//! Error types for svdtune.
//!
//! This module provides a unified error type for all svdtune operations,
//! with specific error variants for different failure modes.

use std::io;

use thiserror::Error;

/// A specialized `Result` type for svdtune operations.
pub type Result<T> = std::result::Result<T, Error>;

/// The main error type for svdtune.
#[derive(Error, Debug)]
pub enum Error {
    /// Request never completed or failed at the network level
    #[error("recompression request failed: {0}")]
    Transport(String),

    /// Backend answered with an `error` field
    #[error("backend rejected recompression: {0}")]
    Backend(String),

    /// Backend answered without the fields a result needs
    #[error("malformed backend response: {0}")]
    MalformedResponse(String),

    /// Selected file type is not accepted for upload
    #[error("unsupported file type '{0}': only png, jpg and jpeg are accepted")]
    UnsupportedFile(String),

    /// Selected file exceeds the upload limit
    #[error("file '{file}' is {size} bytes, limit is {limit} bytes")]
    FileTooLarge {
        /// File name
        file: String,
        /// Actual size in bytes
        size: u64,
        /// Configured limit in bytes
        limit: u64,
    },

    /// File not found
    #[error("file not found: {0}")]
    FileNotFound(String),

    /// Image could not be decoded for preview
    #[error("failed to decode '{file}': {reason}")]
    Decode {
        /// File name
        file: String,
        /// Reason for failure
        reason: String,
    },

    /// Control input could not be interpreted
    #[error("invalid control input: {0}")]
    InvalidControl(String),

    /// Configuration file error
    #[error("configuration error: {0}")]
    ConfigError(String),

    /// Invalid configuration value
    #[error("invalid configuration value for '{key}': {reason}")]
    InvalidConfig {
        /// Configuration key
        key: String,
        /// Reason for invalidity
        reason: String,
    },

    /// I/O error
    #[error("I/O error: {0}")]
    Io(#[from] io::Error),

    /// Internal error (should not happen)
    #[error("internal error: {0}")]
    Internal(String),
}

impl Error {
    /// Returns whether retrying the same request could succeed.
    #[must_use]
    pub const fn is_recoverable(&self) -> bool {
        matches!(self, Self::Transport(_))
    }

    /// Returns a helpful suggestion for resolving the error, if applicable.
    #[must_use]
    pub fn suggestion(&self) -> Option<&'static str> {
        match self {
            Self::Transport(_) => Some(
                "Check that the compression server is running and that\n\
                 session.base_url in the config points at it.",
            ),
            Self::UnsupportedFile(_) => Some("Convert the image to PNG or JPEG and try again."),
            Self::FileTooLarge { .. } => Some(
                "Resize the image or raise upload.max_file_size in the config\n\
                 (the server may enforce its own limit).",
            ),
            Self::InvalidConfig { .. } | Self::ConfigError(_) => {
                Some("Run 'svdtune config reset' to restore the defaults.")
            }
            _ => None,
        }
    }
}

*Required action*: Search the material for the string "UnsupportedFile" and show every line that has it.

*Result of the task*:
    UnsupportedFile(String),
            Self::UnsupportedFile(_) => Some("Convert the image to PNG or JPEG and try again."),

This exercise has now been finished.